Ce poète phénomène est un barbier-coiffeur d’Agen, qui feroit aisément la barbe à quelques-uns de nos lauréats, et qui s’appelle Jasmin. Il a modestement intitulé son livre les Papillotes (las Papillotas), à l’imitation de maître Adam, de Nevers, qui appeloit le sien ses Chevilles, et qui étoit aussi un homme de beaucoup d’esprit.
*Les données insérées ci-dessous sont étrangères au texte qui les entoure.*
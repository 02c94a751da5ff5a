//! Application state shared by every route handler.
//!
//! Repositories and the event publisher are trait objects so the same
//! handlers run against the in-memory store in tests and the development
//! server, and against DynamoDB when built with the `dynamodb` feature.

use std::sync::Arc;

use gthome_core::events::EventPublisher;
use gthome_core::storage::{PhotoRepository, UserRepository};

use crate::config::Config;
use crate::events::LogOnlyPublisher;
use crate::storage::InMemoryRepository;
use crate::token::TokenService;

/// Shared application state.
///
/// Cloning is cheap; every field is reference counted.
#[derive(Clone)]
pub struct AppState {
    pub users: Arc<dyn UserRepository>,
    pub photos: Arc<dyn PhotoRepository>,
    /// Destination for lifecycle events raised by handlers.
    pub publisher: Arc<dyn EventPublisher>,
    pub tokens: Arc<TokenService>,
    pub config: Arc<Config>,
}

impl AppState {
    fn build(
        users: Arc<dyn UserRepository>,
        photos: Arc<dyn PhotoRepository>,
        config: Config,
    ) -> Self {
        Self {
            users,
            photos,
            publisher: Arc::new(LogOnlyPublisher),
            tokens: Arc::new(TokenService::from_config(&config)),
            config: Arc::new(config),
        }
    }

    /// State backed by a fresh in-memory table.
    pub fn in_memory(config: Config) -> Self {
        let repo = Arc::new(InMemoryRepository::new());
        Self::build(repo.clone(), repo, config)
    }

    /// State backed by the storage selected at compile time.
    #[cfg(feature = "inmemory")]
    pub async fn new(config: Config) -> anyhow::Result<Self> {
        tracing::info!("using in-memory storage");
        Ok(Self::in_memory(config))
    }

    /// State backed by the storage selected at compile time.
    #[cfg(feature = "dynamodb")]
    pub async fn new(config: Config) -> anyhow::Result<Self> {
        use crate::storage::DynamoDbRepository;

        let repo = Arc::new(DynamoDbRepository::from_config(&config).await);
        tracing::info!(table = %repo.table_name(), "using DynamoDB storage");
        Ok(Self::build(repo.clone(), repo, config))
    }

    pub fn with_publisher(mut self, publisher: Arc<dyn EventPublisher>) -> Self {
        self.publisher = publisher;
        self
    }
}
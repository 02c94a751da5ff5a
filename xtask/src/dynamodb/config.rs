//! Table configuration types (Functional Core - pure data).

use gthome_core::tables::{ATTR_PK, ATTR_PK1, ATTR_SI, ATTR_SK, ATTR_SK1, GSI1_INDEX, SPARSE_INDEX};

/// Table schema configuration.
#[derive(Debug, Clone, PartialEq, Eq)]
pub struct TableConfig {
    pub table_name: String,
    pub partition_key: KeyAttribute,
    pub sort_key: Option<KeyAttribute>,
    pub gsis: Vec<GsiConfig>,
}

/// A key attribute definition. Every key in the table is a string.
#[derive(Debug, Clone, PartialEq, Eq)]
pub struct KeyAttribute {
    pub name: String,
}

impl KeyAttribute {
    pub fn new(name: &str) -> Self {
        Self {
            name: name.to_string(),
        }
    }
}

/// Global Secondary Index configuration. Indexes project all attributes.
#[derive(Debug, Clone, PartialEq, Eq)]
pub struct GsiConfig {
    pub name: String,
    pub partition_key: KeyAttribute,
    pub sort_key: Option<KeyAttribute>,
}

impl GsiConfig {
    /// Key attributes of the index, partition key first.
    pub fn key_attributes(&self) -> impl Iterator<Item = &KeyAttribute> {
        std::iter::once(&self.partition_key).chain(self.sort_key.as_ref())
    }
}

impl TableConfig {
    /// Sets the table name.
    pub fn with_table_name(mut self, name: &str) -> Self {
        self.table_name = name.to_string();
        self
    }

    /// Every key attribute the table or one of its indexes uses, without
    /// duplicates.
    pub fn key_attributes(&self) -> Vec<&KeyAttribute> {
        let mut attributes: Vec<&KeyAttribute> = Vec::new();
        let table_keys = std::iter::once(&self.partition_key).chain(self.sort_key.as_ref());
        let index_keys = self.gsis.iter().flat_map(GsiConfig::key_attributes);

        for attribute in table_keys.chain(index_keys) {
            if !attributes.iter().any(|a| a.name == attribute.name) {
                attributes.push(attribute);
            }
        }
        attributes
    }
}

/// Returns the canonical single-table configuration for gthome.
/// This is a pure function - no I/O.
pub fn gthome_table_config() -> TableConfig {
    TableConfig {
        table_name: "gthome".to_string(),
        partition_key: KeyAttribute::new(ATTR_PK),
        sort_key: Some(KeyAttribute::new(ATTR_SK)),
        gsis: vec![
            GsiConfig {
                name: GSI1_INDEX.to_string(),
                partition_key: KeyAttribute::new(ATTR_PK1),
                sort_key: Some(KeyAttribute::new(ATTR_SK1)),
            },
            GsiConfig {
                name: SPARSE_INDEX.to_string(),
                partition_key: KeyAttribute::new(ATTR_SI),
                sort_key: None,
            },
        ],
    }
}
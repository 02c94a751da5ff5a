/// Loose e-mail shape check: one `@`, a non-empty local part, and a dotted
/// domain without whitespace.
///
/// ```
/// use gthome_core::auth::validate_email;
///
/// assert!(validate_email("maria@example.com"));
/// assert!(!validate_email("maria@localhost"));
/// ```
pub fn validate_email(email: &str) -> bool {
    let email = email.trim();
    if email.chars().any(char::is_whitespace) {
        return false;
    }
    let Some((local, domain)) = email.split_once('@') else {
        return false;
    };
    !local.is_empty()
        && !domain.contains('@')
        && domain
            .split_once('.')
            .is_some_and(|(host, tld)| !host.is_empty() && !tld.is_empty() && !tld.ends_with('.'))
}

/// Strip punctuation from a CPF and validate its two check digits.
///
/// Returns the eleven bare digits when valid.
pub fn normalize_cpf(cpf: &str) -> Option<String> {
    let digits: Vec<u32> = cpf
        .chars()
        .filter(|c| !matches!(c, '.' | '-' | ' '))
        .map(|c| c.to_digit(10))
        .collect::<Option<_>>()?;

    if digits.len() != 11 || digits.iter().all(|d| *d == digits[0]) {
        return None;
    }

    let check = |len: usize| {
        let sum: u32 = digits[..len]
            .iter()
            .zip((2..=len as u32 + 1).rev())
            .map(|(d, w)| d * w)
            .sum();
        let rest = sum % 11;
        if rest < 2 {
            0
        } else {
            11 - rest
        }
    };

    if check(9) != digits[9] || check(10) != digits[10] {
        return None;
    }

    Some(digits.iter().map(|d| char::from(b'0' + *d as u8)).collect())
}

#[cfg(test)]
mod tests {
    use super::*;

    #[test]
    fn accepts_plain_emails() {
        assert!(validate_email("maria@example.com"));
        assert!(validate_email("  joao.silva@gthome.com.br "));
    }

    #[test]
    fn rejects_malformed_emails() {
        assert!(!validate_email(""));
        assert!(!validate_email("maria"));
        assert!(!validate_email("@example.com"));
        assert!(!validate_email("maria@@example.com"));
        assert!(!validate_email("maria@example."));
        assert!(!validate_email("ma ria@example.com"));
    }

    #[test]
    fn accepts_valid_cpf_with_or_without_punctuation() {
        assert_eq!(normalize_cpf("529.982.247-25").as_deref(), Some("52998224725"));
        assert_eq!(normalize_cpf("52998224725").as_deref(), Some("52998224725"));
    }

    #[test]
    fn rejects_invalid_cpf() {
        assert_eq!(normalize_cpf("529.982.247-24"), None);
        assert_eq!(normalize_cpf("111.111.111-11"), None);
        assert_eq!(normalize_cpf("1234"), None);
        assert_eq!(normalize_cpf("529.982.247-2X"), None);
    }
}
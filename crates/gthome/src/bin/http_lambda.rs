use std::sync::Arc;

use lambda_runtime::{service_fn, Error, LambdaEvent};
use serde_json::Value;
use tracing_subscriber::{layer::SubscriberExt, util::SubscriberInitExt};

use gthome::{
    config::Config,
    events::{LambdaEventPublisher, LogOnlyPublisher},
    router::handle_gateway_event,
    state::AppState,
};
use gthome_core::events::EventPublisher;
use gthome_core::http::GatewayResponse;

async fn handle_request(state: &AppState, event: LambdaEvent<Value>) -> Result<GatewayResponse, Error> {
    Ok(handle_gateway_event(state, event.payload).await)
}

#[tokio::main]
async fn main() -> Result<(), Error> {
    tracing_subscriber::registry()
        .with(
            tracing_subscriber::EnvFilter::try_from_default_env()
                .unwrap_or_else(|_| "gthome=info".into()),
        )
        .with(tracing_subscriber::fmt::layer().json().without_time())
        .init();

    let config = Config::from_env()?;
    let publisher: Arc<dyn EventPublisher> = match LambdaEventPublisher::from_config(&config).await {
        Some(publisher) => Arc::new(publisher),
        None => Arc::new(LogOnlyPublisher),
    };
    let state = AppState::new(config).await?.with_publisher(publisher);
    let state = &state;

    lambda_runtime::run(service_fn(move |event| handle_request(state, event))).await
}
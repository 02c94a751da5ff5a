//! In-process event topic.
//!
//! Provides a pub/sub mechanism for lifecycle events using a tokio broadcast
//! channel, for the development server and tests.

use std::sync::Arc;

use async_trait::async_trait;
use tokio::sync::broadcast;
use tokio::task::JoinHandle;

use gthome_core::events::{Event, EventPublisher, Result};

use super::EventProcessor;

/// Channel capacity for published events.
const CHANNEL_CAPACITY: usize = 100;

/// In-memory topic backed by a broadcast channel.
#[derive(Debug, Clone)]
pub struct MemoryTopic {
    sender: broadcast::Sender<Event>,
}

impl MemoryTopic {
    pub fn new() -> Self {
        let (sender, _) = broadcast::channel(CHANNEL_CAPACITY);
        Self { sender }
    }

    pub fn subscribe(&self) -> broadcast::Receiver<Event> {
        self.sender.subscribe()
    }
}

impl Default for MemoryTopic {
    fn default() -> Self {
        Self::new()
    }
}

#[async_trait]
impl EventPublisher for MemoryTopic {
    async fn publish(&self, event: &Event) -> Result<()> {
        // No receivers just means nothing is listening yet.
        if self.sender.send(event.clone()).is_err() {
            tracing::debug!(event = %event.name(), "event published with no listener");
        }
        Ok(())
    }
}

/// Publisher used when no event destination is configured.
#[derive(Debug, Clone, Default)]
pub struct LogOnlyPublisher;

#[async_trait]
impl EventPublisher for LogOnlyPublisher {
    async fn publish(&self, event: &Event) -> Result<()> {
        tracing::warn!(event = %event.name(), "no event destination configured, dropping event");
        Ok(())
    }
}

/// Run `processor` over every event published on `topic` until the topic
/// closes or `shutdown` fires.
pub fn spawn_event_listener(
    topic: &MemoryTopic,
    processor: Arc<EventProcessor>,
    mut shutdown: broadcast::Receiver<()>,
) -> JoinHandle<()> {
    let mut receiver = topic.subscribe();

    tokio::spawn(async move {
        tracing::debug!("event listener started");

        loop {
            tokio::select! {
                result = receiver.recv() => {
                    match result {
                        Ok(event) => {
                            let name = event.name();
                            if let Err(err) = processor.process(event).await {
                                tracing::error!(event = %name, error = %err, "event handling failed");
                            }
                        }
                        Err(broadcast::error::RecvError::Lagged(n)) => {
                            tracing::warn!(lagged = n, "event listener lagged");
                        }
                        Err(broadcast::error::RecvError::Closed) => {
                            tracing::info!("event topic closed");
                            break;
                        }
                    }
                }
                _ = shutdown.recv() => {
                    tracing::debug!("event listener shutting down");
                    break;
                }
            }
        }
    })
}
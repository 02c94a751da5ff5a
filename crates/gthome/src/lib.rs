//! Serverless backend for the Geisa Thome catalogue.
//!
//! The crate wires the contracts in `gthome_core` to real I/O: storage
//! backends, route handlers, lifecycle event handlers, the axum development
//! server and the Lambda entry points in `src/bin`.

pub mod app;
pub mod config;
pub mod events;
pub mod handlers;
pub mod router;
pub mod state;
pub mod storage;
pub mod token;

#[cfg(test)]
pub(crate) mod testing;
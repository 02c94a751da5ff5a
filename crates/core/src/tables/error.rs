use thiserror::Error;

use super::{DomainLabel, RecordKind};

/// Errors raised while parsing or validating single-table records.
#[derive(Debug, Error, Clone, PartialEq, Eq)]
pub enum TableError {
    #[error("unknown domain label: {0}")]
    UnknownDomain(String),

    #[error("unknown record kind: {0}")]
    UnknownKind(String),

    #[error("unknown user role: {0}")]
    UnknownRole(String),

    #[error("unknown metadata key: {0}")]
    UnknownMetaKey(String),

    #[error("record kind mismatch: expected {expected}, found {found}")]
    KindMismatch {
        expected: RecordKind,
        found: RecordKind,
    },

    #[error("{kind} records belong to the {expected} domain, found {found}")]
    DomainMismatch {
        kind: RecordKind,
        expected: DomainLabel,
        found: DomainLabel,
    },

    #[error("invalid value for {attribute}: {value}")]
    InvalidAttribute {
        attribute: &'static str,
        value: String,
    },

    #[error("invalid key {key}: expected prefix {prefix}")]
    InvalidKey { key: String, prefix: &'static str },
}

#[cfg(test)]
mod tests {
    use super::*;

    #[test]
    fn test_domain_mismatch_display() {
        let error = TableError::DomainMismatch {
            kind: RecordKind::Photo,
            expected: DomainLabel::Attachment,
            found: DomainLabel::User,
        };
        assert_eq!(
            error.to_string(),
            "Photo records belong to the Attachment domain, found User"
        );
    }

    #[test]
    fn test_invalid_key_display() {
        let error = TableError::InvalidKey {
            key: "CAL#1".to_string(),
            prefix: "USER#",
        };
        assert_eq!(error.to_string(), "invalid key CAL#1: expected prefix USER#");
    }
}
Mais que la distance est grande entre maître Adam qui n’avoit que beaucoup d’esprit, et Jasmin qui a du génie ! Qu’elle est grande surtout entre Jasmin et maître André, le seul perruquier poète dont la littérature françoise ait conservé jusqu’ici le souvenir ! Ce n’est certainement pas à Jasmin que Voltaire auroit dit : « Faites des perruques, » ou s’il le lui avoit dit, le malin vieillard, c’est parce que son âme jalouse avoit encore plus de propension à s’effrayer d’une supériorité qu’à s’égayer d’un ridicule.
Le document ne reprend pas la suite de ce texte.